Regulations introduced under the Energy Act 2011 prohibit the letting of properties with an Energy Performance Certificate rating below E (i.e. those currently rating F or G).

The bottom line:

Financial penalties for non-compliance: up to £5000 for domestic properties and up to £150,000 for non-residential.

Key dates:

  • From 1 April 2018: unlawful to grant, extend or renew a lease of properties with an Energy Performance Certificate 'EPC' rating of F or G (known as the 'soft start')
  • From 1 April 2023: unlawful to continue letting a property with an EPC rating of F or G (known as the 'hard start')

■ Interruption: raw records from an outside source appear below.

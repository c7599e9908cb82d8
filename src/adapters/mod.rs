//! Source adapters.
//!
//! One adapter runs per configured (chain, source kind). Each turns a block
//! range into typed [`DomainEvent`]s: it issues `eth_getLogs` per event
//! signature and emitter, decodes every log against the expected schema and
//! stamps it with its block time. A log that fails to decode or references
//! an unknown token is dropped with a warning; only provider failures abort
//! the range.

pub mod cctp;
pub mod fx;
pub mod native;
pub mod yield_token;

use crate::chain::{ChainProvider, RpcLog};
use crate::config::{ChainConfig, IndexerConfig};
use crate::error::{DecodeError, ProviderError};
use crate::models::{DomainEvent, LogMeta, SourceKind};
use alloy_primitives::{Address, B256, U256};
use async_trait::async_trait;
use chrono::{DateTime, Utc};
use std::collections::HashMap;
use std::sync::Arc;

pub use cctp::BridgeAdapter;
pub use fx::FxAdapter;
pub use native::NativeAdapter;
pub use yield_token::YieldAdapter;

const SECONDS_PER_DAY: f64 = 86_400.0;

/// Inclusive block range.
#[derive(Debug, Clone, Copy, PartialEq, Eq)]
pub struct BlockRange {
    pub from: u64,
    pub to: u64,
}

/// Next range to index after `last_indexed`, at most `batch_size` blocks,
/// or `None` when already caught up with `current`.
pub fn plan_range(last_indexed: u64, current: u64, batch_size: u64) -> Option<BlockRange> {
    plan_range_from(last_indexed.checked_add(1)?, current, batch_size)
}

/// Range starting at `from` inclusive; used when there is no cursor yet.
pub fn plan_range_from(from: u64, current: u64, batch_size: u64) -> Option<BlockRange> {
    if from > current {
        return None;
    }
    let to = from
        .saturating_add(batch_size.max(1) - 1)
        .min(current);
    Some(BlockRange { from, to })
}

/// Height roughly `lookback_days` behind `current`, floored at 0.
pub fn estimate_start_height(current: u64, lookback_days: u64, block_time_secs: f64) -> u64 {
    let blocks_per_day = (SECONDS_PER_DAY / block_time_secs).floor() as u64;
    current.saturating_sub(blocks_per_day.saturating_mul(lookback_days))
}

/// State shared by every adapter kind.
pub struct AdapterBase {
    pub chain: ChainConfig,
    pub provider: Arc<dyn ChainProvider>,
    pub batch_size: u64,
}

impl AdapterBase {
    pub fn new(chain: ChainConfig, provider: Arc<dyn ChainProvider>, batch_size: u64) -> Self {
        Self {
            chain,
            provider,
            batch_size,
        }
    }
}

#[async_trait]
pub trait SourceAdapter: Send + Sync {
    fn base(&self) -> &AdapterBase;

    fn kind(&self) -> SourceKind;

    /// Decode every relevant log in `[from, to]`, ordered by chain position.
    async fn fetch_range(&self, from: u64, to: u64) -> Result<Vec<DomainEvent>, ProviderError>;

    fn chain(&self) -> &str {
        &self.base().chain.name
    }

    async fn current_height(&self) -> Result<u64, ProviderError> {
        self.base().provider.current_height().await
    }

    async fn block_timestamp(&self, height: u64) -> Result<DateTime<Utc>, ProviderError> {
        self.base().provider.block_timestamp(height).await
    }

    fn plan_range(&self, last_indexed: u64, current: u64) -> Option<BlockRange> {
        plan_range(last_indexed, current, self.base().batch_size)
    }

    fn plan_first_range(&self, start: u64, current: u64) -> Option<BlockRange> {
        plan_range_from(start, current, self.base().batch_size)
    }

    fn estimate_start_height(&self, current: u64, lookback_days: u64) -> u64 {
        estimate_start_height(current, lookback_days, self.base().chain.block_time())
    }
}

/// Build one adapter per configured (chain, kind).
pub fn build_adapters(
    config: &IndexerConfig,
    providers: &HashMap<String, Arc<dyn ChainProvider>>,
) -> Vec<Arc<dyn SourceAdapter>> {
    let mut adapters: Vec<Arc<dyn SourceAdapter>> = Vec::new();
    for chain in &config.chains {
        let Some(provider) = providers.get(&chain.name) else {
            continue;
        };
        for kind in chain.sources() {
            let base = AdapterBase::new(chain.clone(), provider.clone(), config.batch_size);
            let adapter: Arc<dyn SourceAdapter> = match kind {
                SourceKind::Cctp => Arc::new(BridgeAdapter::new(base)),
                SourceKind::Native => Arc::new(NativeAdapter::new(base)),
                SourceKind::Yield => Arc::new(YieldAdapter::new(base)),
                SourceKind::Fx => Arc::new(FxAdapter::new(base)),
            };
            adapters.push(adapter);
        }
    }
    adapters
}

/// Memoizes block timestamps for the duration of one range fetch.
pub struct BlockClock<'a> {
    provider: &'a dyn ChainProvider,
    cache: HashMap<u64, DateTime<Utc>>,
}

impl<'a> BlockClock<'a> {
    pub fn new(provider: &'a dyn ChainProvider) -> Self {
        Self {
            provider,
            cache: HashMap::new(),
        }
    }

    pub async fn time_of(&mut self, height: u64) -> Result<DateTime<Utc>, ProviderError> {
        if let Some(ts) = self.cache.get(&height) {
            return Ok(*ts);
        }
        let ts = self.provider.block_timestamp(height).await?;
        self.cache.insert(height, ts);
        Ok(ts)
    }
}

/// Position of a log in the chain.
#[derive(Debug, Clone, Copy)]
pub struct LogPosition {
    pub tx_hash: B256,
    pub log_index: u64,
    pub block_number: u64,
}

impl LogPosition {
    pub fn of(log: &RpcLog) -> Result<Self, DecodeError> {
        Ok(Self {
            tx_hash: log
                .transaction_hash
                .ok_or(DecodeError::MissingField("transactionHash"))?,
            log_index: log
                .log_index
                .ok_or(DecodeError::MissingField("logIndex"))?
                .to::<u64>(),
            block_number: log
                .block_number
                .ok_or(DecodeError::MissingField("blockNumber"))?
                .to::<u64>(),
        })
    }

    pub fn meta(&self, block_time: DateTime<Utc>) -> LogMeta {
        LogMeta {
            tx_hash: hex_b256(&self.tx_hash),
            log_index: self.log_index,
            block_number: self.block_number,
            block_time,
        }
    }
}

pub fn hex_address(address: &Address) -> String {
    format!("0x{}", hex::encode(address.as_slice()))
}

pub fn hex_b256(word: &B256) -> String {
    format!("0x{}", hex::encode(word.as_slice()))
}

/// EVM address held in the low 20 bytes of a 32-byte word.
pub fn address_from_word(word: &B256) -> Address {
    Address::from_slice(&word.as_slice()[12..])
}

/// Token amount in whole units, for rate math only.
pub fn scaled(amount: &U256, decimals: u8) -> f64 {
    let raw = amount
        .as_limbs()
        .iter()
        .rev()
        .fold(0.0_f64, |acc, limb| acc * 18_446_744_073_709_551_616.0 + *limb as f64);
    raw / 10f64.powi(decimals as i32)
}

/// Sort into chain order so a range is persisted as it happened.
pub fn sort_by_position(events: &mut [DomainEvent]) {
    events.sort_by_key(|e| (e.meta().block_number, e.meta().log_index));
}

#[cfg(test)]
mod tests {
    use super::*;
    use crate::chain::mock::MockProvider;

    #[test]
    fn test_plan_range_caps_to_batch() {
        assert_eq!(
            plan_range(100, 250, 50),
            Some(BlockRange { from: 101, to: 150 })
        );
    }

    #[test]
    fn test_plan_range_caught_up() {
        assert_eq!(plan_range(250, 250, 50), None);
        assert_eq!(plan_range(300, 250, 50), None);
    }

    #[test]
    fn test_plan_range_clamps_to_head() {
        assert_eq!(
            plan_range(240, 250, 50),
            Some(BlockRange { from: 241, to: 250 })
        );
        assert_eq!(
            plan_range(249, 250, 1),
            Some(BlockRange { from: 250, to: 250 })
        );
    }

    #[test]
    fn test_plan_range_from_genesis() {
        assert_eq!(
            plan_range_from(0, 250, 50),
            Some(BlockRange { from: 0, to: 49 })
        );
        assert_eq!(plan_range_from(251, 250, 50), None);
    }

    #[test]
    fn test_estimate_start_height() {
        assert_eq!(estimate_start_height(200_000, 1, 0.5), 27_200);
        assert_eq!(estimate_start_height(200_000, 7, 12.0), 200_000 - 7 * 7_200);
    }

    #[test]
    fn test_estimate_start_height_floors_at_zero() {
        assert_eq!(estimate_start_height(1_000, 30, 2.0), 0);
    }

    #[test]
    fn test_address_from_word() {
        let mut word = [0u8; 32];
        word[12..].copy_from_slice(&[0xab; 20]);
        let address = address_from_word(&B256::from(word));
        assert_eq!(address, Address::repeat_byte(0xab));
        assert_eq!(
            hex_address(&address),
            "0xabababababababababababababababababababab"
        );
    }

    #[test]
    fn test_scaled() {
        assert_eq!(scaled(&U256::from(1_500_000u64), 6), 1.5);
        let big = U256::from(1u64) << 70;
        assert_eq!(scaled(&big, 0), 2f64.powi(70));
    }

    #[tokio::test]
    async fn test_block_clock_memoizes() {
        let provider = MockProvider::new(100);
        let mut clock = BlockClock::new(&provider);
        let first = clock.time_of(10).await.unwrap();
        let again = clock.time_of(10).await.unwrap();
        clock.time_of(11).await.unwrap();
        assert_eq!(first, again);
        assert_eq!(provider.timestamp_calls(), 2);
    }
}
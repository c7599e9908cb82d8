// Error taxonomy for the indexer

use thiserror::Error;

/// Failures talking to a chain JSON-RPC endpoint. Always fatal to the
/// current sweep of the affected source, never to the process.
#[derive(Debug, Error)]
pub enum ProviderError {
    #[error("transport error: {0}")]
    Transport(#[from] reqwest::Error),

    #[error("RPC error: {message} ({code})")]
    Rpc { code: i64, message: String },

    #[error("no result in RPC response for {0}")]
    EmptyResult(&'static str),

    #[error("block {0} not found")]
    MissingBlock(u64),

    #[error("block timestamp {0} out of range")]
    InvalidTimestamp(u64),
}

/// A single log could not be turned into a domain event.
#[derive(Debug, Error)]
pub enum DecodeError {
    #[error("abi decode failed: {0}")]
    Abi(#[from] alloy_sol_types::Error),

    #[error("log is missing {0}")]
    MissingField(&'static str),
}

#[derive(Debug, Error)]
pub enum StoreError {
    #[error("database error: {0}")]
    Database(#[from] sqlx::Error),

    #[error("corrupt value in column {column}: {value}")]
    Corrupt { column: &'static str, value: String },
}

#[derive(Debug, Error)]
pub enum ConfigError {
    #[error("failed to read config file {path}: {source}")]
    Read {
        path: String,
        source: std::io::Error,
    },

    #[error("failed to parse config: {0}")]
    Parse(#[from] serde_yaml::Error),

    #[error("invalid config: {0}")]
    Invalid(String),
}

/// Outcome of a failed sweep. The cursor of the source is left untouched.
#[derive(Debug, Error)]
pub enum SweepError {
    #[error(transparent)]
    Provider(#[from] ProviderError),

    #[error(transparent)]
    Store(#[from] StoreError),

    #[error("source task aborted: {0}")]
    Aborted(String),
}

  • Leases of six months or less (but only where the tenant does not occupy the property for 12 months or more) and leases of 99 years or more.
  • Where a building is already exempt from obtaining an EPC (e.g. a listed building).
  • Any social housing


The exemptions below are valid for five years only after which the Landlord must carry out the works or reapply.  Exemptions are only recognised if the landlord registers them on the PRS Exemptions Register. 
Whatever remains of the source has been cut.